By Rory L. Aronsky | January 15, 2004

“Danceland” is somewhat of a hard film to like. It borderlines between good footage of the American West through empty fields and rodeos, and one of those boring National Geographic videos that I was forced to sit through in high school. I don’t care about flaming balls of gas unless I can do it myself. 

“Danceland” is split into three parts: “Nowhere”, “Somewhere” and “Everywhere” (easy to remember). In “Nowhere”, there are shots of empty fields, abandoned cars, as well as ramshackle buildings, while narration by what sounds like an uncaring high school student, tells the story of a hermit desperate to reclaim his past by rebuilding the schoolhouse from when he was a kid. A nice touch during this sequence is when the song, “Calling Occupants Of Interplanetary Craft” is sung by a bunch of school children, actually the Wix Brown School of 1977. The song, which was also sung by Karen Carpenter, is perfect for the shots that accompany it of empty fields and rolling hills, as if to say to otherworldly beings outside our planet, “Come on in and set yourselves down. We’re certainly not using the lands.” 

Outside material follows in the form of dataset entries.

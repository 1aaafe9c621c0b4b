//! Resilience core for evaluation agents
//!
//! Wraps every external call an evaluation agent makes (website fetch, LLM
//! query, search API) so the agent can never hard-fail:
//!
//! - **Circuit breakers**: per-dependency failure tracking that blocks calls
//!   to a failing service for a cooldown period, then probes recovery
//! - **Bounded caches**: typed key-value stores with per-entry TTL, LRU and
//!   memory-budget eviction, and hit/miss/eviction metrics
//! - **Fallback orchestration**: an ordered tier ladder that degrades from a
//!   high-quality strategy down to a deterministic synthetic result which is
//!   guaranteed to succeed
//!
//! The crate is an in-process library: no wire protocol, no CLI. The host
//! pipeline supplies targets, tier strategies, and a synthesizer; it gets
//! back a [`orchestrator::Resolution`] plus breaker/cache snapshots for its
//! dashboards. Degraded confidence communicates reliability instead of a
//! thrown error.

#![forbid(unsafe_code)]
#![warn(missing_docs)]

pub mod breaker;
pub mod cache;
pub mod config;
pub mod error;
pub mod orchestrator;

pub use breaker::{BreakerStatus, CircuitBreaker, CircuitBreakerRegistry, CircuitState};
pub use cache::{BoundedCache, CacheMetrics, CacheRegistry};
pub use config::{CacheConfig, CircuitBreakerConfig, OrchestratorConfig};
pub use error::{Error, Result};
pub use orchestrator::{FallbackOrchestrator, FallbackTier, Resolution, TierUsed};

use tracing_subscriber::{EnvFilter, fmt, layer::SubscriberExt, util::SubscriberInitExt};

/// Setup tracing/logging for hosts that don't install their own subscriber
pub fn setup_tracing(level: &str, format: Option<&str>) -> Result<()> {
    let filter = EnvFilter::try_from_default_env().unwrap_or_else(|_| EnvFilter::new(level));

    let subscriber = tracing_subscriber::registry().with(filter);

    match format {
        Some("json") => {
            subscriber.with(fmt::layer().json()).init();
        }
        _ => {
            subscriber.with(fmt::layer()).init();
        }
    }

    Ok(())
}
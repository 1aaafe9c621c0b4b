//! Error types for the resilience core

use std::time::Duration;

use thiserror::Error;

/// Result type alias for the resilience core
pub type Result<T> = std::result::Result<T, Error>;

/// Resilience core errors
#[derive(Error, Debug)]
pub enum Error {
    /// Circuit breaker is rejecting calls
    #[error("circuit breaker '{0}' is open")]
    CircuitOpen(String),

    /// A fallback tier exceeded its allotted duration
    #[error("tier '{tier}' timed out after {timeout:?}")]
    TierTimeout {
        /// Tier name
        tier: String,
        /// Configured timeout
        timeout: Duration,
    },

    /// The wrapped strategy itself returned an error
    #[error("tier '{tier}' strategy failed: {message}")]
    StrategyFailed {
        /// Tier name
        tier: String,
        /// Underlying failure description
        message: String,
    },

    /// Every configured tier failed or was rejected.
    ///
    /// Internal signal only: `FallbackOrchestrator::resolve` absorbs it and
    /// returns a synthetic resolution instead.
    #[error("all fallback tiers exhausted")]
    AllTiersExhausted,

    /// The caller's cancellation token fired
    #[error("resolution cancelled")]
    Cancelled,

    /// Internal error
    #[error("internal error: {0}")]
    Internal(String),
}

impl Error {
    /// Whether the orchestrator should keep trying further tiers after this
    /// error. Cancellation is terminal; everything else degrades.
    #[must_use]
    pub fn is_degradable(&self) -> bool {
        !matches!(self, Self::Cancelled)
    }
}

“Somewhere” takes us to a rodeo and the story of a wrestler named “Scrap Iron Gadaski” who’s so proud of his shape, muscles, and power that has weakened many opponents. He brags about being undefeated, and “crumpling up my opponents like napkins”. A doctor tells him that he has some sort of a disease, but being “Scrap Iron Gadaski”, he’s skeptical of that. He’s crushed other wrestlers and made his presence known in the wrestling universe. How could that happen to him? The rodeo footage shows bulls being kept in and then led out and that would have been the perfect time to begin the story, not a little later while showing the rodeo in progress, as well as grassy lands from up high. There’s a major problem in this sequence where piano music on the soundtrack overpowers the narration, partially drowning out the story of Gadaski. It’s somewhat hard to understand and that’s not good.  

While “Nowhere” takes us through empty fields and abandoned cars, and “Somewhere” shows us a little more civilization, “Everywhere” takes us first to an Indian dance, where the footage could have been easily cut down. The costumes are colorful and the dance vaguely fascinating, but this was where I could feel the National Geographic Snooze kick in. There’s a juxtaposition with couples on a dance floor and a band playing, and thus begins the narrated story of the greatest dancer in the entire world. No dance move was too hard for this man and he impressed many, even a royal prince who handed over his title of “World’s Greatest Dancer” to this man as well as his ruby-encrusted dancing shoes.  

While “Danceland” falters slightly from lack of tight editing, the stories revealed within the running time help do the film some justice.